**WHAT TO WORK ON**.
Determine which lines of the records include the word "sequence", and copy them.

**PROVIDED INFORMATION**.
+++++

//! The configuration manager: the single current signing configuration,
//! behind a process-wide read/write lock.
//!
//! Ordinary log calls take the read lock just long enough to allocate a
//! sequence number under the current config, so readers never block each
//! other. `update_configuration` takes the write lock and excludes all of
//! them while it swaps configs.
//!
//! Between `disable` (called by `prepare_reset`) and `reset`, every reader
//! and writer fails fast with `SystemDisabled`.

use std::sync::Arc;
use std::time::Duration;

use parking_lot::{RwLock, RwLockWriteGuard};
use tracing::{info, warn};

use tessera_contracts::{
    error::{TesseraError, TesseraResult},
    signing::SigningConfig,
};
use tessera_core::traits::{ConfigStore, Scheduler, TimeSource};

use crate::{settings::InitialSigning, token::CryptoToken};

/// A signing configuration together with its opened crypto token.
pub struct ActiveConfig {
    pub config: SigningConfig,
    pub token: CryptoToken,
}

impl ActiveConfig {
    pub fn id(&self) -> u64 {
        self.config.id
    }
}

#[derive(Default)]
struct ManagerState {
    current: Option<Arc<ActiveConfig>>,
    disabled: bool,
}

/// Cache of the current `SigningConfig`, its token, and the scheduler that
/// forces periodic signatures.
pub struct ConfigurationManager {
    store: Arc<dyn ConfigStore>,
    scheduler: Arc<dyn Scheduler>,
    clock: Arc<dyn TimeSource>,
    initial: InitialSigning,
    state: RwLock<ManagerState>,
}

impl ConfigurationManager {
    pub fn new(
        store: Arc<dyn ConfigStore>,
        scheduler: Arc<dyn Scheduler>,
        clock: Arc<dyn TimeSource>,
        initial: InitialSigning,
    ) -> Self {
        Self {
            store,
            scheduler,
            clock,
            initial,
            state: RwLock::new(ManagerState::default()),
        }
    }

    /// The current configuration, loaded from the store on first use.
    ///
    /// # Errors
    ///
    /// `SystemDisabled` while a reset is in progress; store or token errors
    /// on first load.
    pub fn current_configuration(&self) -> TesseraResult<Arc<ActiveConfig>> {
        self.with_current(Arc::clone)
    }

    /// Run `f` against the current configuration while holding the read lock.
    ///
    /// The config cannot change until `f` returns. The write path allocates
    /// its sequence number inside `f` so that no record is ever stamped
    /// with a config that has already been superseded.
    pub fn with_current<R>(&self, f: impl FnOnce(&Arc<ActiveConfig>) -> R) -> TesseraResult<R> {
        {
            let state = self.state.read();
            if state.disabled {
                return Err(TesseraError::SystemDisabled);
            }
            if let Some(current) = &state.current {
                return Ok(f(current));
            }
        }

        let mut state = self.state.write();
        if state.disabled {
            return Err(TesseraError::SystemDisabled);
        }
        if state.current.is_none() {
            let active = self.load()?;
            self.reschedule(active.config.frequency_ms);
            state.current = Some(Arc::new(active));
        }
        let state = RwLockWriteGuard::downgrade(state);
        match &state.current {
            Some(current) => Ok(f(current)),
            None => Err(TesseraError::Configuration {
                reason: "no current signing configuration".to_string(),
            }),
        }
    }

    /// Validate, activate, and persist `draft`, then make it current.
    ///
    /// The draft's `id` and `activated_at` are assigned here. Nothing changes
    /// if validation or key activation fails. The previous config's token is
    /// released once the last in-flight write holding it completes.
    pub fn update_configuration(&self, draft: SigningConfig) -> TesseraResult<Arc<ActiveConfig>> {
        if let Err(e) = draft.validate() {
            warn!(error = %e, "rejected signing configuration");
            return Err(e);
        }

        let mut state = self.state.write();
        if state.disabled {
            return Err(TesseraError::SystemDisabled);
        }

        let mut config = draft;
        config.id = self.next_id(state.current.as_deref())?;
        config.activated_at = self.clock.now().at;

        let token = CryptoToken::open(&config)?;
        self.store.insert_config(&config)?;

        let active = Arc::new(ActiveConfig { config, token });
        if let Some(previous) = state.current.replace(Arc::clone(&active)) {
            info!(config_id = previous.id(), "signing configuration deactivated");
        }
        self.reschedule(active.config.frequency_ms);

        info!(
            config_id = active.id(),
            mode = active.config.mode.name(),
            key_label = %active.config.mode.key_label(),
            frequency_ms = active.config.frequency_ms,
            "signing configuration activated"
        );

        Ok(active)
    }

    /// Reject all further reads and updates until `reset`.
    pub fn disable(&self) {
        self.state.write().disabled = true;
        info!("configuration manager disabled");
    }

    pub fn is_disabled(&self) -> bool {
        self.state.read().disabled
    }

    /// Drop the cached config and re-enable. The next read reloads from the
    /// store.
    pub fn reset(&self) {
        let mut state = self.state.write();
        if let Some(previous) = state.current.take() {
            previous.token.close();
        }
        self.scheduler.cancel();
        state.disabled = false;
        info!("configuration manager reset");
    }

    fn load(&self) -> TesseraResult<ActiveConfig> {
        let config = match self.store.find_latest_config()? {
            Some(config) => config,
            None => {
                let mut config = self.initial.build()?;
                config.id = 1;
                config.activated_at = self.clock.now().at;
                self.store.insert_config(&config)?;
                info!(config_id = config.id, mode = config.mode.name(), "initial signing configuration created");
                config
            }
        };
        let token = CryptoToken::open(&config)?;
        Ok(ActiveConfig { config, token })
    }

    fn next_id(&self, current: Option<&ActiveConfig>) -> TesseraResult<u64> {
        let stored = self.store.find_latest_config()?.map(|c| c.id).unwrap_or(0);
        let cached = current.map(|c| c.id()).unwrap_or(0);
        Ok(stored.max(cached) + 1)
    }

    fn reschedule(&self, frequency_ms: u64) {
        if frequency_ms == 0 {
            self.scheduler.cancel();
        } else {
            self.scheduler.schedule(Duration::from_millis(frequency_ms));
        }
    }
}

+++++

**OUTPUT**.
//! sequence number under the current config, so readers never block each
    /// its sequence number inside `f` so that no record is ever stamped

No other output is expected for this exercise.